Au pays des merveilles : Lewis versus Alice, de Macha Makeïeff, au Festival d'Avignon 2019.

Alice et le professeur Dodgson

Cette année 2019, l’auteur, plasticienne, et directrice de La Criée de Marseille, Macha Makeïeff, était présente au festival d’Avignon avec un spectacle musical, Lewis versus Alice,  et une exposition, Trouble Fête, Collections curieuses et choses inquiètes, celle-ci venant en écho à celle-là. Le mercredi 17 juillet à 22h 40, ARTE diffusait le spectacle donné à La Fabrica et que je me suis empressée de regarder.

Vous tous, qui assistez à ce rêve (ou à ce cauchemar) musical, abandonnez toute logique et tout esprit cartésien. En effet, Macha Makeëff y invite le spectateur à explorer le monde de la féérie et du fantastique imaginé par Lewis Carroll dans Les aventures d’Alice au pays des merveilles (1865)La fantaisie, l’imagination,  le goût de la dramaturge pour la langue et les objets s’y donnent sans frein libre cours. Elle explique sa rencontre avec l’œuvre de Lewis Carroll en disant qu’elle a « plongé dans l’œuvre comme Alice plonge dans le terrier ». Et de qualifier sa création en trois mots : « excentricité », « extravagance » et « surnaturel ». Dans une interview à la maison Jean Vilar, elle souligne qu’elle a envisagé le spectacle comme une relation, voire un combat, entre Alice et son créateur. Elle y invite chacun à regarder le monde à hauteur d’enfance, non pas avec un regard niais, mais bien plutôt par une approche « traversée d’inquiétude », avec « la trahison du choc du réel ».  Entre état permanent d’étonnement et angoisse définitive devant le monde tel qu’il est, il s’agit pour l’auteur d’évoquer l’effroi de l’enfance, présent à chaque page dans Alice au pays des merveilles, mais filtré par l’humour et le nonsense.

Les funérailles de Lewis Caroll

Le spectacle se structure donc en quatre Crises : « Lewis versus Charles », « Un bonheur l’enfance ? », « Oxford a mille ans », « Lewis versus Alice ». Celles-ci alterneront avec des évocations de l’auteur, lui-même dédoublé en deux personnages, et des représentations d’épisodes célèbres du conte, Alice elle-même prenant la forme de deux comédiennes. La pièce apparaît ainsi comme une réflexion sur l’identité, notamment vers la fin, dans l’épisode de « La forêt sans nom ». « Vous, qui êtes-vous ? » demande la petite fille. « J’aimerais bien le savoir » dit Lewis, « je ne sais plus, j’ai tellement changé ces derniers temps ». Et Alice de répondre : « Mon nom est Alice, je ne l’oublierai plus. » « C’est toujours une consolation, mais à qui se fier ? » Qui était en effet le créateur d'Alice : nombre de critiques se perdent en conjectures.

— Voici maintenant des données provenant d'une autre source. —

#![allow(dead_code)]

use std::sync::Arc;

use auth::HashCost;
use auth::PasswordHasher;
use book_service::account::service::AccountService;
use book_service::book::models::default_seed;
use book_service::book::service::BookService;
use book_service::client::BookClient;
use book_service::inbound::http::router::create_router;
use book_service::repositories::InMemoryAccountRepository;
use book_service::repositories::InMemoryBookRepository;
use book_service::review::service::ReviewService;
use book_service::token::service::TokenService;
use serde_json::json;

pub const TEST_SECRET: &[u8] = b"test-secret-key-for-jwt-signing-at-least-32-bytes";

/// Book present in the default catalog.
pub const DON_QUIXOTE: &str = "9780486821955";

/// Test application that spawns a real server
pub struct TestApp {
    pub address: String,
    pub port: u16,
    pub api_client: reqwest::Client,
    pub client: BookClient,
}

impl TestApp {
    /// Spawn the application in a background task and return TestApp
    pub async fn spawn() -> Self {
        // Use random port (0 = OS assigns)
        let listener = tokio::net::TcpListener::bind("127.0.0.1:0")
            .await
            .expect("Failed to bind random port");
        let port = listener.local_addr().unwrap().port();
        let address = format!("http://127.0.0.1:{}", port);

        // Cheap hashing keeps the suite fast
        let password_hasher = PasswordHasher::with_cost(HashCost {
            memory_kib: 1024,
            iterations: 1,
            parallelism: 1,
        })
        .expect("Failed to build password hasher");

        let account_service = Arc::new(
            AccountService::new(Arc::new(InMemoryAccountRepository::new()), password_hasher)
                .expect("Failed to create account service"),
        );
        let token_service = Arc::new(TokenService::new(TEST_SECRET, chrono::Duration::hours(1)));

        let book_repository = Arc::new(
            InMemoryBookRepository::from_seed(default_seed()).expect("Failed to seed catalog"),
        );
        let book_service = Arc::new(BookService::new(Arc::clone(&book_repository)));
        let review_service = Arc::new(ReviewService::new(book_repository));

        let router = create_router(account_service, token_service, book_service, review_service);

        // Spawn server in background
        tokio::spawn(async move {
            axum::serve(listener, router).await.expect("Server error");
        });

        let client = BookClient::new(&address).expect("Failed to create book client");

        Self {
            address,
            port,
            api_client: reqwest::Client::new(),
            client,
        }
    }

    /// Helper to make GET request
    pub fn get(&self, path: &str) -> reqwest::RequestBuilder {
        self.api_client.get(format!("{}{}", self.address, path))
    }

    /// Helper to make POST request
    pub fn post(&self, path: &str) -> reqwest::RequestBuilder {
        self.api_client.post(format!("{}{}", self.address, path))
    }

    /// Helper to make DELETE request
    pub fn delete(&self, path: &str) -> reqwest::RequestBuilder {
        self.api_client.delete(format!("{}{}", self.address, path))
    }

    /// Helper to make POST request with Bearer token
    pub fn post_authenticated(&self, path: &str, token: &str) -> reqwest::RequestBuilder {
        self.post(path).bearer_auth(token)
    }

    /// Helper to make DELETE request with Bearer token
    pub fn delete_authenticated(&self, path: &str, token: &str) -> reqwest::RequestBuilder {
        self.delete(path).bearer_auth(token)
    }

    /// Register `username` and return a fresh token for it
    pub async fn register_and_login(&self, username: &str, password: &str) -> String {
        let response = self
            .post("/api/register")
            .json(&json!({ "username": username, "password": password }))
            .send()
            .await
            .expect("Failed to execute request");
        assert_eq!(response.status(), reqwest::StatusCode::CREATED);

        let response = self
            .post("/api/login")
            .json(&json!({ "username": username, "password": password }))
            .send()
            .await
            .expect("Failed to execute request");
        assert_eq!(response.status(), reqwest::StatusCode::OK);

        let body: serde_json::Value = response.json().await.expect("Failed to parse response");
        body["token"]
            .as_str()
            .expect("Login response has no token")
            .to_string()
    }
}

J’ai beaucoup aimé cette idée de faire dialoguer l’auteur avec sa créature mais aussi Charles Lutwidge Dodgson (Geoffrey Carey), le mathématicien, sérieux professeur de logique à Oxford, avec son double, Lewis Carroll (Geoffroy Rondeau), ce collectionneur rêveur, qui aimait photographier les petites filles et écrivait des histoires pleines de fantaisie. Par petites touches se dessine la vie inquiète du créateur d’Alice. Dès le début du spectacle se joue la mort du vieux professeur, le 14 janvier 1898, « d’une pneumonie mal soignée ». Si Lewis Caroll, le romancier à succès, est joué par un comédien à l’aspect androgyne, avec des cheveux mi-longs, vêtu d’une redingote de lainage sur une chemise fleurie, son double prend la forme d’un vieil homme dégingandé, au cheveu rare, et à l'accent anglais inimitable, qui porte une redingote usée et se définit comme « un genre d’excentrique à moitié sourd, gaucher, bègue […], jamais marié. » Et de préciser : « Je suis seulement bizarre, le double raté de mon père. » Lors de ses funérailles, on se demandera « si l’on rêve quand on est mort » et il sera dit qu’ « il faut pardonner beaucoup à un homme qui a passé des années au pays des fées ».

Puis Rosemary Standley, la chanteuse, qui joue le rôle de la Reine de cœur, fera la lectrice à cour et racontera comment, très vite après son décès, le frère de Lewis Carroll et sa famille ont vidé la chambre de l’écrivain, qui « tenait du magasin de jouets, un atelier d’inventeur fou ». Les 19 643 lettres, les 13 volumes de son journal, des carnets pleins de mathématiques, des papiers dans des classements mystérieux, tout a été vendu. Même le journal métallique de Charles, fermé par un cadenas, sa redingote noire, son haut de forme, « tout le bazar d’un vieux fou », seront ainsi censurés par la rigueur familiale et la morale victorienne. On aimerait savoir ce que contenaient tous ces papiers, beaucoup de questions se posant encore sur la personnalité réelle du créateur d’Alice.

La mort d'Henry IV :  le roi (Geoffrey Carey) et le bouffon (Geofroy Rondeau)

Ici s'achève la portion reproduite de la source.